**Collected data entries**:
- Opening Delimiter -

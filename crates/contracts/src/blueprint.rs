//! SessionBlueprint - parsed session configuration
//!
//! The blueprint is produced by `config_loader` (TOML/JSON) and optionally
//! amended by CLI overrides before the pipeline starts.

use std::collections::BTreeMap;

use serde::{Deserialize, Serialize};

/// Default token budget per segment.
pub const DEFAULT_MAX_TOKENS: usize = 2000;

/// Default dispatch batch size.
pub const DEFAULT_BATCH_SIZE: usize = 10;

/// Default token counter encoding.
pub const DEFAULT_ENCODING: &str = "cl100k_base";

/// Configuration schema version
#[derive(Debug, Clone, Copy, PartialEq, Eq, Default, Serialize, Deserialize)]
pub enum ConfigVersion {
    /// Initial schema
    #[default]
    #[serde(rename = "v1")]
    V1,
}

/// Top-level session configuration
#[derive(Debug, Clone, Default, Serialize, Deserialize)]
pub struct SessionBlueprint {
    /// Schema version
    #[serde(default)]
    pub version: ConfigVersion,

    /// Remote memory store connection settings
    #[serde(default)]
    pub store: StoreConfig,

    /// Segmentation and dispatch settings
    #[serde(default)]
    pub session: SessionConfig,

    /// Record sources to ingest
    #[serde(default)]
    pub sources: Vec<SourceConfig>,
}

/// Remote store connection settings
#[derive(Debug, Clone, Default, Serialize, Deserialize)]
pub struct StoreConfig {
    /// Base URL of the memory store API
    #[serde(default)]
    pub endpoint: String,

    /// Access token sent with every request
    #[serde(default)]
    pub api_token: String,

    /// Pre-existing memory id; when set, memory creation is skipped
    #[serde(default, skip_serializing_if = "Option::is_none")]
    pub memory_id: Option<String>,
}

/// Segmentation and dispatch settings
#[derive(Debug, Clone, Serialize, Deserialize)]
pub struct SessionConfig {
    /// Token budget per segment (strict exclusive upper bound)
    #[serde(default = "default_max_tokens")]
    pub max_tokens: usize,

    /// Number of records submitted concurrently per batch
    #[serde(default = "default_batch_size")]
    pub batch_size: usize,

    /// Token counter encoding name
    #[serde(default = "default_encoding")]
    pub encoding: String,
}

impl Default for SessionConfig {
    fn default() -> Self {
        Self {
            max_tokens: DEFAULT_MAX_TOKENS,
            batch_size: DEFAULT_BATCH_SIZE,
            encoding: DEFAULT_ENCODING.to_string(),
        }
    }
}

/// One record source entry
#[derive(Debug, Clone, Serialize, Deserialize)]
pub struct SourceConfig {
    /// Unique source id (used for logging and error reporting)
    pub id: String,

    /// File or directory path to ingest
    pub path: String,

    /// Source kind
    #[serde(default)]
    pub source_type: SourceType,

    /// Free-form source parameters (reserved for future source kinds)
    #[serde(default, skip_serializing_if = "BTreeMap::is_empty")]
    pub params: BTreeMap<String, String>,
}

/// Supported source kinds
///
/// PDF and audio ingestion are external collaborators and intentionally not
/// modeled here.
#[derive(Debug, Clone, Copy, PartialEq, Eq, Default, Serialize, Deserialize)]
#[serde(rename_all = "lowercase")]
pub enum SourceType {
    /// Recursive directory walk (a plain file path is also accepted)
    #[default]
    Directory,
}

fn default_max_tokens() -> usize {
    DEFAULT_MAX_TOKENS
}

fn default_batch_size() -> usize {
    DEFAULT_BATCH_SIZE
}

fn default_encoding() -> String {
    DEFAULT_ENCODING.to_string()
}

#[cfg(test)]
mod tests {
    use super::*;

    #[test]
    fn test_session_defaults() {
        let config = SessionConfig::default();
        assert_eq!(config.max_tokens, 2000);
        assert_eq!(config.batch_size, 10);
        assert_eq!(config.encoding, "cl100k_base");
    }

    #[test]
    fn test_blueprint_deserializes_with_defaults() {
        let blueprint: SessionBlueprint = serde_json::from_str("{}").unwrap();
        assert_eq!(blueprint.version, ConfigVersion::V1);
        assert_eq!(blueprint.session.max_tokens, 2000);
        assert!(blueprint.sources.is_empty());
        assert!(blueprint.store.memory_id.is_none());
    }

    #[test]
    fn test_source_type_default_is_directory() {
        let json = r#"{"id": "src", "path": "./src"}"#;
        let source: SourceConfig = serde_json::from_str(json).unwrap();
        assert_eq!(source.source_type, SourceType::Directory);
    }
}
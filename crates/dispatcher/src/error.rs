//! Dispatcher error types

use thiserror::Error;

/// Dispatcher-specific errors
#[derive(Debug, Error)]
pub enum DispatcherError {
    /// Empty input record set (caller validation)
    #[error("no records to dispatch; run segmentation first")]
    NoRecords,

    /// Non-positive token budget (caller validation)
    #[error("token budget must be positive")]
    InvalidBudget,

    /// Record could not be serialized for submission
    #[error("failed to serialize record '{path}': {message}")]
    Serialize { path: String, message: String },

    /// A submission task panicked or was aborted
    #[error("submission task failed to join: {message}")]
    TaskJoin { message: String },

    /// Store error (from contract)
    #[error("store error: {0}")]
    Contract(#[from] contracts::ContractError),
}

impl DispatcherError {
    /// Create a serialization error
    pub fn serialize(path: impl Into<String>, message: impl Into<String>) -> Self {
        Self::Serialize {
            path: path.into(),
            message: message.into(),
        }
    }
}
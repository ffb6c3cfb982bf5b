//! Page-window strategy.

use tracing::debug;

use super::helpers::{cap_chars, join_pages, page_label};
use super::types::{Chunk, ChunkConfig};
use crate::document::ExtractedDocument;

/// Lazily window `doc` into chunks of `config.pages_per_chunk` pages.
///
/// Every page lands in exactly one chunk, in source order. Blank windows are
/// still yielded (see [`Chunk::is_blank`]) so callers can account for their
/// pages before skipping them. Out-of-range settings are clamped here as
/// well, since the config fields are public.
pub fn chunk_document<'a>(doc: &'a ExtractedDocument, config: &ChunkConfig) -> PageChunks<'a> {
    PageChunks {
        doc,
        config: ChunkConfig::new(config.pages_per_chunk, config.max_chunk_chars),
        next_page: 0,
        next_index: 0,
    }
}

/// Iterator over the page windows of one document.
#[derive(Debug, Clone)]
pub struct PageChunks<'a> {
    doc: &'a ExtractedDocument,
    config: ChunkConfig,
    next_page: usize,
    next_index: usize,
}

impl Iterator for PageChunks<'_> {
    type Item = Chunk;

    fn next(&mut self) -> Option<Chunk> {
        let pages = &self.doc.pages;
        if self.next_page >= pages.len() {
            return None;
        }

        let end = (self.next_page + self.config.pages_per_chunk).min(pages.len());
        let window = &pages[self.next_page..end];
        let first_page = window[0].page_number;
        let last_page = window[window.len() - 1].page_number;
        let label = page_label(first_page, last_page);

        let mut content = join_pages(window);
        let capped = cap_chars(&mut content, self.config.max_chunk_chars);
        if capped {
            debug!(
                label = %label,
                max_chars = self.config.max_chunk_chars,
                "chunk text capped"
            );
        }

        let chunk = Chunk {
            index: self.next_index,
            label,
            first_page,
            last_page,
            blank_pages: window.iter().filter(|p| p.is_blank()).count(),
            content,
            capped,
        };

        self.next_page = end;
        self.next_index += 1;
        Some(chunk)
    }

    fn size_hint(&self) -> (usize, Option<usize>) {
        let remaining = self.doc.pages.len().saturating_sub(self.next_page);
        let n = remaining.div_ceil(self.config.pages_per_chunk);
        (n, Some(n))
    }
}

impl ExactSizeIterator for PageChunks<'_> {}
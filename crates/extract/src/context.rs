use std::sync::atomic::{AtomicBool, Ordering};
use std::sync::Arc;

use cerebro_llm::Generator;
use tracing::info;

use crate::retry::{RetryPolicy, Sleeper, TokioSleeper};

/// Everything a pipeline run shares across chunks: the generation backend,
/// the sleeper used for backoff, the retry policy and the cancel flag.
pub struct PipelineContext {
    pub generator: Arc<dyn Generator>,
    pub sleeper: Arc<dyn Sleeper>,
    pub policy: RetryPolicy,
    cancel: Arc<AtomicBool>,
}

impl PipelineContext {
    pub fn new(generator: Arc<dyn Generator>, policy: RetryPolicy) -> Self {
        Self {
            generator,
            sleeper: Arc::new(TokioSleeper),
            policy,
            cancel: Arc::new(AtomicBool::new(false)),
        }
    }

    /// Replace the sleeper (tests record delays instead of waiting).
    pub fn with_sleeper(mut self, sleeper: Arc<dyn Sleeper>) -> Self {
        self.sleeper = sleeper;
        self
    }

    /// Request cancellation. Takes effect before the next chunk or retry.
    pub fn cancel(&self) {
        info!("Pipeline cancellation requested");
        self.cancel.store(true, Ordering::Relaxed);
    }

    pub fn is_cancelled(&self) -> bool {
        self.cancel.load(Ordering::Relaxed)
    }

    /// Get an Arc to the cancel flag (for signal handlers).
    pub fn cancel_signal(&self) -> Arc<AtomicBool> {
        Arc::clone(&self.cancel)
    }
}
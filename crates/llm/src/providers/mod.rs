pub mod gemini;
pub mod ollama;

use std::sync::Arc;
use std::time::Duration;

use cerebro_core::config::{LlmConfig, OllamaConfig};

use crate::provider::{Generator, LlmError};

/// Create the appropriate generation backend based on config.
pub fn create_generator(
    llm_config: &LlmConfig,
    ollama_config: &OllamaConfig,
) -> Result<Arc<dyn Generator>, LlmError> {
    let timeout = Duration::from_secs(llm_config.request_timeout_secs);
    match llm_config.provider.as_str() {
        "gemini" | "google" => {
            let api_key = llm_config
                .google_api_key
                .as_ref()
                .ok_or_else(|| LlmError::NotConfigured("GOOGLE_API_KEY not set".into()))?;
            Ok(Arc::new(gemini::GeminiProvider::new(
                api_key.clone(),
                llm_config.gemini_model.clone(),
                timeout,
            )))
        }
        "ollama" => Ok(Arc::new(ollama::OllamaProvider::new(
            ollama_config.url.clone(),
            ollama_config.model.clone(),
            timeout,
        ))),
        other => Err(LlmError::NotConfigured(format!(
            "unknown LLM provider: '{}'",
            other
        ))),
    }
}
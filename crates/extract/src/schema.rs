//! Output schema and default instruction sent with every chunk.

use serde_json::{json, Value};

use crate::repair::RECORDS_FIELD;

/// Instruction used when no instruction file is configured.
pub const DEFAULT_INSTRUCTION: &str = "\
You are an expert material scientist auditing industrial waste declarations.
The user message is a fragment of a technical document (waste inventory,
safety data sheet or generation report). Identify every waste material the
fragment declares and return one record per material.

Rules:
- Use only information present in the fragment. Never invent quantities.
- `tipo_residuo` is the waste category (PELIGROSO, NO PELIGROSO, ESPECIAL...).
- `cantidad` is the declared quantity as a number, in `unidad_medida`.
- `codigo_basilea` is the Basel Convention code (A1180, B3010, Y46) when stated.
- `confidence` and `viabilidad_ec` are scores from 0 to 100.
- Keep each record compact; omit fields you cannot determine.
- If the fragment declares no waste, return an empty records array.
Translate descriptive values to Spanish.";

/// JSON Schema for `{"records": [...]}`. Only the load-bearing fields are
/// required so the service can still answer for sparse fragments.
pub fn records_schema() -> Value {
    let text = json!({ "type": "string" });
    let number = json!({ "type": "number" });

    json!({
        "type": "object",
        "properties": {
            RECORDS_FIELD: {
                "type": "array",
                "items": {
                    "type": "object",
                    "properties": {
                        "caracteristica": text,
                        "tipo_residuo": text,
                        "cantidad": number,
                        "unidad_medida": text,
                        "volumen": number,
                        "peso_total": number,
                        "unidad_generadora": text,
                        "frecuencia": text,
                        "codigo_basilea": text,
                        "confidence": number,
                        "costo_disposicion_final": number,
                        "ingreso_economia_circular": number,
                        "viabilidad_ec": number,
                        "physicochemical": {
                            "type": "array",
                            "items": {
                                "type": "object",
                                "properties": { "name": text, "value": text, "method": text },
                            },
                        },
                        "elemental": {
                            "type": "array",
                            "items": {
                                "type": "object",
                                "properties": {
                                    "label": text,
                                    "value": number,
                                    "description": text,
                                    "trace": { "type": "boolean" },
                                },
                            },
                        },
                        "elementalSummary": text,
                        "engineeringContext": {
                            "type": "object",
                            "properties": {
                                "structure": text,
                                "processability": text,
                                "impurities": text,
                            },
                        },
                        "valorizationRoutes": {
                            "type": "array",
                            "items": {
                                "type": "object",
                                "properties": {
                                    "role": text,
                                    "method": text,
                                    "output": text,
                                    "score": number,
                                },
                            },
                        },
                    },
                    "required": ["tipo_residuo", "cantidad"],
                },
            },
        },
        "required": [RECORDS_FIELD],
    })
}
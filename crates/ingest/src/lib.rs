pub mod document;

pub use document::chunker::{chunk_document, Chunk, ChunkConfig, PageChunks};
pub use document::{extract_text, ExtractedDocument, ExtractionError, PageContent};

- Closing Delimiter -

**PROBLEM DESCRIPTION**:
Please go over the data above and copy each line with "ExtractedDocument" in it.

**ANSWER AREA**:
use crate::document::ExtractedDocument;
pub fn chunk_document<'a>(doc: &'a ExtractedDocument, config: &ChunkConfig) -> PageChunks<'a> {
    doc: &'a ExtractedDocument,
pub use document::{extract_text, ExtractedDocument, ExtractionError, PageContent};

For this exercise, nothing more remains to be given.